Awkwardly, she shuffles down into his lap, her legs thrown over the arm of the chair. They curl around each other, the two of them and their little boy in the same embrace. “Tell you what,” she suggests. “Let’s make a game of it. If you think it’s so stupid, we’ll trade. I’ll tell you a stupid thing about this pregnancy if you tell me one?”
He huffs out a soft laugh, shaking his head. “Alright, you first though?”
She screws up her face. “I cried at America’s Got Talent last night because my hormones are such a wreck.”
Oliver sighs. “This is a bad game, I don’t think I can beat that one. That’s the most embarrassing thing you’ve ever done.”
She bats his arm and he laughs properly this time. “Shut up, play the game.”
He takes a moment, then nods. “I’m secretly afraid that you’ll throw a shoe at me again when I try to talk you out of wearing heels when they hurt your feet.”
“I’m afraid I won’t lose as much baby weight after our second one.”
“I’m afraid we’ll get the wrong color blue for the nursery and it’ll be the pink/lilac debate all over again.”
“I’m afraid of hemorrhoids,” she murmurs, and when he raises an eyebrow at her she shrugs. “What, they’re very common in pregnancy and I don’t want them.”
“I’m afraid the labours going to be long and hard on you again.”
“I’m afraid that raising a newborn will make me so tired I forget to wake Ava up for school.”
“I’m afraid Ava will get jealous of the baby.”
“I’m afraid my goofball husband is getting so worried over nothing that he’ll look back and hate himself for not being happy about what we found out today,” she breathes, and he crumbles against her.
His head falls against her shoulder. “I’m afraid that he’ll grow up exactly like me, and I’m afraid that I won’t be a good enough father to teach him to be better.”
She’s silent, her arms winding around his shoulders and he closes his eyes. Her fingers creep up the back of his neck and he can feel his anxiety slipping away, shred by shred.
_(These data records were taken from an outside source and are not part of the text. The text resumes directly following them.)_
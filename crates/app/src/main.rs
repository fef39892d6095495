use std::fmt;
use std::path::PathBuf;
use std::sync::Arc;

use content::{Content, ContentPack, builtin_pack};
use dioxus::LaunchBuilder;
use dioxus::desktop::{Config as DesktopConfig, WindowBuilder};
use lingo_core::model::{LanguageCode, LearnerProgress};
use lingo_core::unlock::{UnlockAll, UnlockPolicy};
use services::{CatalogService, Clock, DashboardService, QuizLoopService};
use ui::{App, UiApp, build_app_context};

const DEFAULT_DAILY_GOAL: u32 = 50;

#[derive(Debug, PartialEq, Eq)]
enum ArgsError {
    MissingValue { flag: &'static str },
    UnknownArg(String),
    InvalidDailyGoal { raw: String },
    InvalidLanguage { raw: String },
}

impl fmt::Display for ArgsError {
    fn fmt(&self, f: &mut fmt::Formatter<'_>) -> fmt::Result {
        match self {
            ArgsError::MissingValue { flag } => write!(f, "{flag} requires a value"),
            ArgsError::UnknownArg(arg) => write!(f, "unknown argument: {arg}"),
            ArgsError::InvalidDailyGoal { raw } => {
                write!(f, "invalid --daily-goal value: {raw} (expected a positive number)")
            }
            ArgsError::InvalidLanguage { raw } => write!(f, "invalid --language value: {raw}"),
        }
    }
}

impl std::error::Error for ArgsError {}

fn require_value(
    args: &mut impl Iterator<Item = String>,
    flag: &'static str,
) -> Result<String, ArgsError> {
    args.next().ok_or(ArgsError::MissingValue { flag })
}

fn parse_daily_goal(raw: String) -> Result<u32, ArgsError> {
    match raw.trim().parse::<u32>() {
        Ok(goal) if goal > 0 => Ok(goal),
        _ => Err(ArgsError::InvalidDailyGoal { raw }),
    }
}

fn parse_language(raw: String) -> Result<LanguageCode, ArgsError> {
    LanguageCode::new(raw.trim().to_ascii_lowercase()).map_err(|_| ArgsError::InvalidLanguage { raw })
}

#[derive(Debug, Default, PartialEq, Eq)]
struct Args {
    content: Option<PathBuf>,
    language: Option<LanguageCode>,
    daily_goal: Option<u32>,
    unlock_all: bool,
    log_level: Option<String>,
}

#[derive(Debug, PartialEq, Eq)]
enum Command {
    Run(Args),
    Help,
}

impl Args {
    /// Flags win over the `LINGO_*` variables read through `env`.
    fn parse(
        args: &mut impl Iterator<Item = String>,
        env: impl Fn(&str) -> Option<String>,
    ) -> Result<Command, ArgsError> {
        let mut parsed = Args {
            content: env("LINGO_CONTENT")
                .filter(|value| !value.trim().is_empty())
                .map(PathBuf::from),
            language: env("LINGO_LANGUAGE")
                .filter(|value| !value.trim().is_empty())
                .map(parse_language)
                .transpose()?,
            daily_goal: env("LINGO_DAILY_GOAL").map(parse_daily_goal).transpose()?,
            unlock_all: false,
            log_level: None,
        };

        while let Some(arg) = args.next() {
            match arg.as_str() {
                "--content" => {
                    parsed.content = Some(PathBuf::from(require_value(args, "--content")?));
                }
                "--language" => {
                    parsed.language = Some(parse_language(require_value(args, "--language")?)?);
                }
                "--daily-goal" => {
                    parsed.daily_goal = Some(parse_daily_goal(require_value(args, "--daily-goal")?)?);
                }
                "--unlock-all" => parsed.unlock_all = true,
                "--log-level" => {
                    parsed.log_level = Some(require_value(args, "--log-level")?);
                }
                "--help" | "-h" => return Ok(Command::Help),
                _ => return Err(ArgsError::UnknownArg(arg)),
            }
        }

        Ok(Command::Run(parsed))
    }
}

fn print_usage() {
    eprintln!("Usage:");
    eprintln!(
        "  cargo run -p app -- [--content <pack.json>] [--language <code>] [--daily-goal <xp>] [--unlock-all] [--log-level <level>]"
    );
    eprintln!();
    eprintln!("Defaults:");
    eprintln!("  built-in catalog and demo learner profile");
    eprintln!("  --daily-goal from the profile, or {DEFAULT_DAILY_GOAL}");
    eprintln!();
    eprintln!("Environment:");
    eprintln!("  LINGO_CONTENT, LINGO_LANGUAGE, LINGO_DAILY_GOAL, RUST_LOG");
}

fn init_logging(level: Option<&str>) {
    let mut builder =
        env_logger::Builder::from_env(env_logger::Env::default().default_filter_or("info"));
    if let Some(level) = level {
        builder.parse_filters(level);
    }
    let _ = builder.try_init();
}

struct DesktopApp {
    clock: Clock,
    progress: LearnerProgress,
    start_language: Option<LanguageCode>,
    catalog: Arc<CatalogService>,
    dashboard: Arc<DashboardService>,
    quiz_loop: Arc<QuizLoopService>,
}

impl UiApp for DesktopApp {
    fn clock(&self) -> Clock {
        self.clock
    }

    fn initial_progress(&self) -> LearnerProgress {
        self.progress.clone()
    }

    fn start_language(&self) -> Option<LanguageCode> {
        self.start_language.clone()
    }

    fn catalog(&self) -> Arc<CatalogService> {
        Arc::clone(&self.catalog)
    }

    fn dashboard(&self) -> Arc<DashboardService> {
        Arc::clone(&self.dashboard)
    }

    fn quiz_loop(&self) -> Arc<QuizLoopService> {
        Arc::clone(&self.quiz_loop)
    }
}

fn load_pack(path: Option<&PathBuf>) -> Result<ContentPack, content::ContentError> {
    match path {
        Some(path) => {
            log::info!("loading content pack from {}", path.display());
            ContentPack::from_path(path)
        }
        None => builtin_pack(),
    }
}

fn learner_progress(
    pack: &ContentPack,
    clock: &Clock,
    daily_goal: Option<u32>,
) -> Result<LearnerProgress, Box<dyn std::error::Error>> {
    let mut progress = match pack.profile.clone() {
        Some(profile) => profile.into_progress(clock.today())?,
        None => LearnerProgress::new(DEFAULT_DAILY_GOAL)?,
    };
    if let Some(goal) = daily_goal {
        progress.set_daily_goal(goal)?;
    }
    Ok(progress)
}

async fn run() -> Result<(), Box<dyn std::error::Error>> {
    let mut argv = std::env::args().skip(1);
    let parsed = match Args::parse(&mut argv, |key| std::env::var(key).ok()) {
        Ok(Command::Run(parsed)) => parsed,
        Ok(Command::Help) => {
            print_usage();
            return Ok(());
        }
        Err(e) => {
            eprintln!("{e}");
            print_usage();
            return Err(e.into());
        }
    };

    init_logging(parsed.log_level.as_deref());

    let clock = Clock::default_clock();
    let pack = load_pack(parsed.content.as_ref())?;
    let content = Content::from_pack(&pack).await?;
    let progress = learner_progress(&pack, &clock, parsed.daily_goal)?;
    log::info!(
        "learner: {} XP, streak {}, daily goal {}",
        progress.total_xp(),
        progress.streak(),
        progress.daily_goal()
    );

    let catalog = Arc::new(CatalogService::new(Arc::clone(&content.languages)));
    let policy: Arc<dyn UnlockPolicy> = if parsed.unlock_all {
        log::info!("all lessons unlocked");
        Arc::new(UnlockAll)
    } else {
        Arc::new(pack.unlock.sequential())
    };
    let dashboard = DashboardService::new(
        Arc::clone(&content.languages),
        Arc::clone(&content.courses),
    )
    .with_policy(policy);
    let quiz_loop = Arc::new(QuizLoopService::new(Arc::clone(&content.lessons)));

    let app: Arc<dyn UiApp> = Arc::new(DesktopApp {
        clock,
        progress,
        start_language: parsed.language,
        catalog,
        dashboard: Arc::new(dashboard),
        quiz_loop,
    });

    let context = build_app_context(&app);

    // On macOS, Dioxus/tao can default to an always-on-top window in some dev setups.
    let desktop_cfg = DesktopConfig::new().with_window(
        WindowBuilder::new()
            .with_title("Oromo Lingo Hub")
            .with_always_on_top(false),
    );

    LaunchBuilder::desktop()
        .with_cfg(desktop_cfg)
        .with_context(context)
        .launch(App);
    Ok(())
}

#[tokio::main]
async fn main() {
    if let Err(err) = run().await {
        eprintln!("{err}");
        std::process::exit(2);
    }
}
She always know show to do this with the simplest of touches, knows all the ways to chase away his demons, and only when he’s taken several long, slow breaths, does she speak.
“Our daughter is a pain in the ass.”
He laughs in short breaths against her shoulder.
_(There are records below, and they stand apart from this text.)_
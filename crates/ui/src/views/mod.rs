mod dashboard;
mod home;
mod languages;
mod lesson;
mod state;

#[cfg(test)]
mod test_harness;
#[cfg(test)]
mod view_smoke;

pub use dashboard::DashboardView;
pub use home::HomeView;
pub use languages::LanguagesView;
pub use lesson::LessonView;
pub use state::{ViewError, ViewState, view_state_from_resource};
“But she’s a good girl,” she continues. “She’s kind to people, she’s intelligent, she speaks her mind but she’s never rude. She cares about people more than I’ve ever seen a kid do. She shares her toys, she compliments people, she’s…the most beautiful pain in the ass in the world,” she decides,
“She is pretty amazing,” he agrees.
“And I attribute all that to you,” she tells him. “All of it.”
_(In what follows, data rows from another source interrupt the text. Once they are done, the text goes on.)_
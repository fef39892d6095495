use crate::model::ids::LanguageCode;

/// A vocabulary item shown in the dashboard sidebar.
#[derive(Debug, Clone, PartialEq, Eq)]
pub struct SampleWord {
    pub word: String,
    pub translation: String,
    pub pronunciation: String,
}

/// A language offered in the picker.
#[derive(Debug, Clone, PartialEq, Eq)]
pub struct Language {
    code: LanguageCode,
    name: String,
    native_name: String,
    flag: String,
    speakers: String,
    spotlight: Option<String>,
    sample_words: Vec<SampleWord>,
}

impl Language {
    #[must_use]
    pub fn new(
        code: LanguageCode,
        name: impl Into<String>,
        native_name: impl Into<String>,
        flag: impl Into<String>,
        speakers: impl Into<String>,
    ) -> Self {
        Self {
            code,
            name: name.into(),
            native_name: native_name.into(),
            flag: flag.into(),
            speakers: speakers.into(),
            spotlight: None,
            sample_words: Vec::new(),
        }
    }

    /// Featured blurb shown when the language is selected in the picker.
    #[must_use]
    pub fn with_spotlight(mut self, spotlight: impl Into<String>) -> Self {
        self.spotlight = Some(spotlight.into());
        self
    }

    #[must_use]
    pub fn with_sample_words(mut self, words: Vec<SampleWord>) -> Self {
        self.sample_words = words;
        self
    }

    #[must_use]
    pub fn code(&self) -> &LanguageCode {
        &self.code
    }

    #[must_use]
    pub fn name(&self) -> &str {
        &self.name
    }

    #[must_use]
    pub fn native_name(&self) -> &str {
        &self.native_name
    }

    #[must_use]
    pub fn flag(&self) -> &str {
        &self.flag
    }

    #[must_use]
    pub fn speakers(&self) -> &str {
        &self.speakers
    }

    #[must_use]
    pub fn spotlight(&self) -> Option<&str> {
        self.spotlight.as_deref()
    }

    #[must_use]
    pub fn sample_words(&self) -> &[SampleWord] {
        &self.sample_words
    }
}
“No, really. You nailed this stay-at-home dad thing. You’ve been here with her every single day, for every single moment, and you’ve taught her things far more important than what she’ll learn at school. Okay, maybe not completely, because math and spelling is important too, but you know what I mean,” she shrugs.
He sighs against her again, bringing his hand up to cover his stomach. “But if he’s like me-”
“Then he’ll be a passionate, confident and gorgeous little boy,” she tells him. “You’re worried about the partying, the drinking, the police record? We have to worry about that with Ava too…I mean, what about the goth phase? I’m terrified they’ll get into that.” His smile is weak, but she lifts his chin, pressing her lips to his. “They’re going to terrify us for the rest of our lives, Oliver. We might as well enjoy whatever moments we can.”
“You’re right,” he nods slightly, and her lips press to his again.
“And you are a wonderful father,” she reminds him. “I have every faith that our son will turn out as brilliantly as our daughter.”
“Another pain in the ass?”
“Well, I think that part’s inevitable,” she smirks.
Maybe he's grateful to have you. Maybe we both are.